Experiment Structure
Benchmarks were conducted on two system configurations:
- Cache: c7g.xlarge | Client: c7g.2xlarge
- Cache: c7g.2xlarge | Client: c7g.4xlarge
For each configuration, performance was evaluated under two operating regimes:
-
Max Throughput (Max QPS): Maximum achievable throughput while maintaining p99.9 latency within an acceptable bound.
-
Sub-ms Latency: Throughput achieved while keeping p99.9 latency approximately at or below 1 ms.
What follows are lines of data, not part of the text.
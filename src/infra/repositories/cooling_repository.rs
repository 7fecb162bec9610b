//! Cooling record repository implementation.

use std::collections::HashMap;

use async_trait::async_trait;
use chrono::Utc;
use sea_orm::{
    ActiveModelTrait, ColumnTrait, DatabaseConnection, DbErr, EntityTrait, PaginatorTrait,
    QueryFilter, QueryOrder, Select, Set, SqlErr,
};
use uuid::Uuid;

use super::entities::cooling::{self, blobs_to_json, ActiveModel, Entity as CoolingEntity};
use super::entities::user::{self, Entity as UserEntity};
use crate::domain::{Cooling, CoolingDraft, CoolingRecord, User};
use crate::errors::{AppError, AppResult};
use crate::types::PaginationParams;

#[cfg(any(test, feature = "test-utils"))]
use mockall::automock;

/// Cooling repository trait for dependency injection.
///
/// `owner` narrows a query to one user's records; `None` means all records.
#[cfg_attr(any(test, feature = "test-utils"), automock)]
#[async_trait]
pub trait CoolingRepository: Send + Sync {
    /// One page of records (newest first) plus the total matching count
    async fn list(
        &self,
        owner: Option<Uuid>,
        params: PaginationParams,
    ) -> AppResult<(Vec<CoolingRecord>, u64)>;

    async fn find(&self, id: i64, owner: Option<Uuid>) -> AppResult<Option<CoolingRecord>>;

    async fn create(&self, draft: CoolingDraft) -> AppResult<CoolingRecord>;

    /// Overwrite every writable column
    async fn replace(&self, id: i64, draft: CoolingDraft) -> AppResult<CoolingRecord>;

    async fn delete(&self, id: i64) -> AppResult<()>;
}

/// Concrete implementation of CoolingRepository
pub struct CoolingStore {
    db: DatabaseConnection,
}

impl CoolingStore {
    pub fn new(db: DatabaseConnection) -> Self {
        Self { db }
    }

    fn scoped(owner: Option<Uuid>) -> Select<CoolingEntity> {
        match owner {
            Some(owner_id) => CoolingEntity::find().filter(cooling::Column::OwnerId.eq(owner_id)),
            None => CoolingEntity::find(),
        }
    }

    /// Pair each record with its owner, loading all owners in one query.
    async fn attach_owners(&self, models: Vec<cooling::Model>) -> AppResult<Vec<CoolingRecord>> {
        let mut owner_ids: Vec<Uuid> = models.iter().filter_map(|m| m.owner_id).collect();
        owner_ids.sort_unstable();
        owner_ids.dedup();

        let owners: HashMap<Uuid, User> = if owner_ids.is_empty() {
            HashMap::new()
        } else {
            UserEntity::find()
                .filter(user::Column::Id.is_in(owner_ids))
                .all(&self.db)
                .await?
                .into_iter()
                .map(|m| (m.id, User::from(m)))
                .collect()
        };

        Ok(models
            .into_iter()
            .map(|model| {
                let owner = model.owner_id.and_then(|id| owners.get(&id).cloned());
                CoolingRecord {
                    cooling: Cooling::from(model),
                    owner,
                }
            })
            .collect())
    }

    async fn attach_owner(&self, model: cooling::Model) -> AppResult<CoolingRecord> {
        let owner = match model.owner_id {
            Some(id) => UserEntity::find_by_id(id).one(&self.db).await?.map(User::from),
            None => None,
        };

        Ok(CoolingRecord {
            cooling: Cooling::from(model),
            owner,
        })
    }
}

fn map_write_error(err: DbErr) -> AppError {
    match err.sql_err() {
        Some(SqlErr::ForeignKeyConstraintViolation(_)) => {
            AppError::validation("Invalid owner: user does not exist")
        }
        _ => AppError::from(err),
    }
}

#[async_trait]
impl CoolingRepository for CoolingStore {
    async fn list(
        &self,
        owner: Option<Uuid>,
        params: PaginationParams,
    ) -> AppResult<(Vec<CoolingRecord>, u64)> {
        let paginator = Self::scoped(owner)
            .order_by_desc(cooling::Column::Id)
            .paginate(&self.db, params.limit());
        let total = paginator.num_items().await?;
        let models = paginator.fetch_page(params.page.saturating_sub(1)).await?;

        Ok((self.attach_owners(models).await?, total))
    }

    async fn find(&self, id: i64, owner: Option<Uuid>) -> AppResult<Option<CoolingRecord>> {
        let model = Self::scoped(owner)
            .filter(cooling::Column::Id.eq(id))
            .one(&self.db)
            .await?;

        match model {
            Some(model) => Ok(Some(self.attach_owner(model).await?)),
            None => Ok(None),
        }
    }

    async fn create(&self, draft: CoolingDraft) -> AppResult<CoolingRecord> {
        let now = Utc::now();
        let data = draft.data;
        let active_model = ActiveModel {
            name: Set(draft.name),
            components: Set(blobs_to_json(data.components)),
            losses: Set(blobs_to_json(data.losses)),
            faces: Set(blobs_to_json(data.faces)),
            passages: Set(blobs_to_json(data.passages)),
            fluids: Set(blobs_to_json(data.fluids)),
            owner_id: Set(draft.owner_id),
            created_at: Set(now),
            updated_at: Set(now),
            ..Default::default()
        };

        let model = active_model.insert(&self.db).await.map_err(map_write_error)?;
        self.attach_owner(model).await
    }

    async fn replace(&self, id: i64, draft: CoolingDraft) -> AppResult<CoolingRecord> {
        let existing = CoolingEntity::find_by_id(id)
            .one(&self.db)
            .await?
            .ok_or(AppError::NotFound)?;

        let data = draft.data;
        let mut active: ActiveModel = existing.into();
        active.name = Set(draft.name);
        active.components = Set(blobs_to_json(data.components));
        active.losses = Set(blobs_to_json(data.losses));
        active.faces = Set(blobs_to_json(data.faces));
        active.passages = Set(blobs_to_json(data.passages));
        active.fluids = Set(blobs_to_json(data.fluids));
        active.owner_id = Set(draft.owner_id);
        active.updated_at = Set(Utc::now());

        let model = active.update(&self.db).await.map_err(map_write_error)?;
        self.attach_owner(model).await
    }

    async fn delete(&self, id: i64) -> AppResult<()> {
        let result = CoolingEntity::delete_by_id(id).exec(&self.db).await?;

        if result.rows_affected == 0 {
            return Err(AppError::NotFound);
        }

        Ok(())
    }
}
Each experiment was executed using both: - Linux native networking stack - DPDK-based networking
Cache Configuration
The cache eviction strategy was kept constant across all experiments:
| Probationary Pool | Sanctuary Pool | |
|---|---|---|
| Eviction Algo | Reaper (FIFO) | Sieve |
| Size (%) | 75 | 25 |
| Trigger (%) | 80 | 80 |
| Budget (Count) | 500 | 500 |
Key Findings
- DPDK improves throughput by ~25–35% across workloads
- GET throughput consistently exceeds SET by ~20–30%
- Mixed workloads (1:2) show significant tail latency amplification (p99.9)
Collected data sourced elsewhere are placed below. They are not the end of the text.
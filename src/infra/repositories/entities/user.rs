//! User database entity for SeaORM.

use sea_orm::entity::prelude::*;

use crate::domain::User;

#[derive(Clone, Debug, PartialEq, Eq, DeriveEntityModel)]
#[sea_orm(table_name = "users")]
pub struct Model {
    #[sea_orm(primary_key, auto_increment = false)]
    pub id: Uuid,
    #[sea_orm(unique)]
    pub email: String,
    pub password_hash: String,
    pub first_name: String,
    pub last_name: String,
    pub is_staff: bool,
    pub is_superuser: bool,
    pub is_active: bool,
    pub date_joined: DateTimeUtc,
    pub last_login: Option<DateTimeUtc>,
}

#[derive(Copy, Clone, Debug, EnumIter, DeriveRelation)]
pub enum Relation {
    #[sea_orm(has_many = "super::cooling::Entity")]
    Cooling,
}

impl Related<super::cooling::Entity> for Entity {
    fn to() -> RelationDef {
        Relation::Cooling.def()
    }
}

impl ActiveModelBehavior for ActiveModel {}

/// Convert database model to domain entity
impl From<Model> for User {
    fn from(model: Model) -> Self {
        User {
            id: model.id,
            email: model.email,
            password_hash: model.password_hash,
            first_name: model.first_name,
            last_name: model.last_name,
            is_staff: model.is_staff,
            is_superuser: model.is_superuser,
            is_active: model.is_active,
            date_joined: model.date_joined,
            last_login: model.last_login,
        }
    }
}
//! Cooling API - simulation-configuration records behind JWT auth.
//!
//! Stores "cooling" configurations (arrays of opaque JSON blobs describing
//! thermal components, losses, faces, passages and fluids) for
//! authenticated users, with registration, token and password-reset flows.
//!
//! # Architecture Layers
//!
//! - **cli**: Command-line interface
//! - **commands**: CLI command implementations
//! - **config**: Application configuration and constants
//! - **domain**: Core entities, password policy, reset tokens
//! - **services**: Application use cases
//! - **infra**: Database, repositories, Redis cache
//! - **jobs**: Background email jobs
//! - **api**: HTTP handlers, middleware, and routes
//! - **types**: Shared types (pagination, responses)
//! - **errors**: Centralized error handling
//!
//! # CLI Usage
//!
//! ```bash
//! # Start the server
//! cargo run -- serve
//!
//! # Run migrations
//! cargo run -- migrate up
//!
//! # Create an administrator
//! cargo run -- users create-superuser --email admin@example.com --password '...'
//! ```

pub mod api;
pub mod cli;
pub mod commands;
pub mod config;
pub mod domain;
pub mod errors;
pub mod infra;
pub mod jobs;
pub mod services;
pub mod types;

// Re-export commonly used types at crate root
pub use api::AppState;
pub use config::Config;
pub use domain::{Cooling, Password, User};
pub use errors::{AppError, AppResult};
pub use infra::{Cache, CacheStore};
- Scaling from 4 → 8 cores shows near-linear throughput improvement
- Sub-ms regime significantly reduces tail latency at the cost of ~15–25% throughput
Performance Benchmarks
1. Vertical Scalability
ShunyaKV demonstrates near-linear scaling as CPU resources increase.

Figure 1: Throughput vs p99.9 Latency scaling from 4 to 8 cores.
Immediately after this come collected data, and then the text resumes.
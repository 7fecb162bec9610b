//! Producer side of the email queue.

use apalis::prelude::Storage;
use apalis_sql::postgres::PostgresStorage;
use apalis_sql::sqlx::postgres::PgPoolOptions;
use async_trait::async_trait;

use super::EmailJob;
use crate::config::Config;
use crate::errors::{AppError, AppResult};

#[cfg(any(test, feature = "test-utils"))]
use mockall::automock;

/// Anything that can accept an email for later delivery.
#[cfg_attr(any(test, feature = "test-utils"), automock)]
#[async_trait]
pub trait EmailQueue: Send + Sync {
    async fn enqueue(&self, job: EmailJob) -> AppResult<()>;
}

/// apalis Postgres storage shared with the worker
#[derive(Clone)]
pub struct PostgresEmailQueue {
    storage: PostgresStorage<EmailJob>,
}

impl PostgresEmailQueue {
    pub fn new(storage: PostgresStorage<EmailJob>) -> Self {
        Self { storage }
    }

    /// Open a small pool and make sure the apalis tables exist.
    pub async fn connect(config: &Config) -> AppResult<Self> {
        let pool = PgPoolOptions::new()
            .max_connections(2)
            .connect(&config.database_url)
            .await
            .map_err(|e| AppError::internal(format!("Failed to connect job storage: {}", e)))?;

        PostgresStorage::setup(&pool)
            .await
            .map_err(|e| AppError::internal(format!("Failed to setup job storage: {}", e)))?;

        Ok(Self::new(PostgresStorage::new(pool)))
    }
}

#[async_trait]
impl EmailQueue for PostgresEmailQueue {
    async fn enqueue(&self, job: EmailJob) -> AppResult<()> {
        let to = job.to.clone();
        let mut storage = self.storage.clone();
        storage
            .push(job)
            .await
            .map_err(|e| AppError::internal(format!("Failed to queue email: {}", e)))?;

        tracing::debug!(to = %to, "Email job queued");
        Ok(())
    }
}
2. Latency Distribution (Sub-millisecond Stability)
High throughput is only useful if it is predictable. This chart shows the latency distribution from p50 (average) up to p99.9 (worst-case tail).
Figure 2: Latency distribution showing DPDK maintaining sub-ms p99.9 even under heavy load.
3. Workload Throughput
The DPDK-backed transport layer provides a ~30% throughput uplift over standard POSIX networking.

4. Throughput-Latency Curve
The following curve identifies the system's saturation point, maintaining a flat latency profile until 4M+ QPS.
Benchmark Results
1. Max Throughput
This regime measures maximum throughput while maintaining p99.9 latency within an acceptable bound.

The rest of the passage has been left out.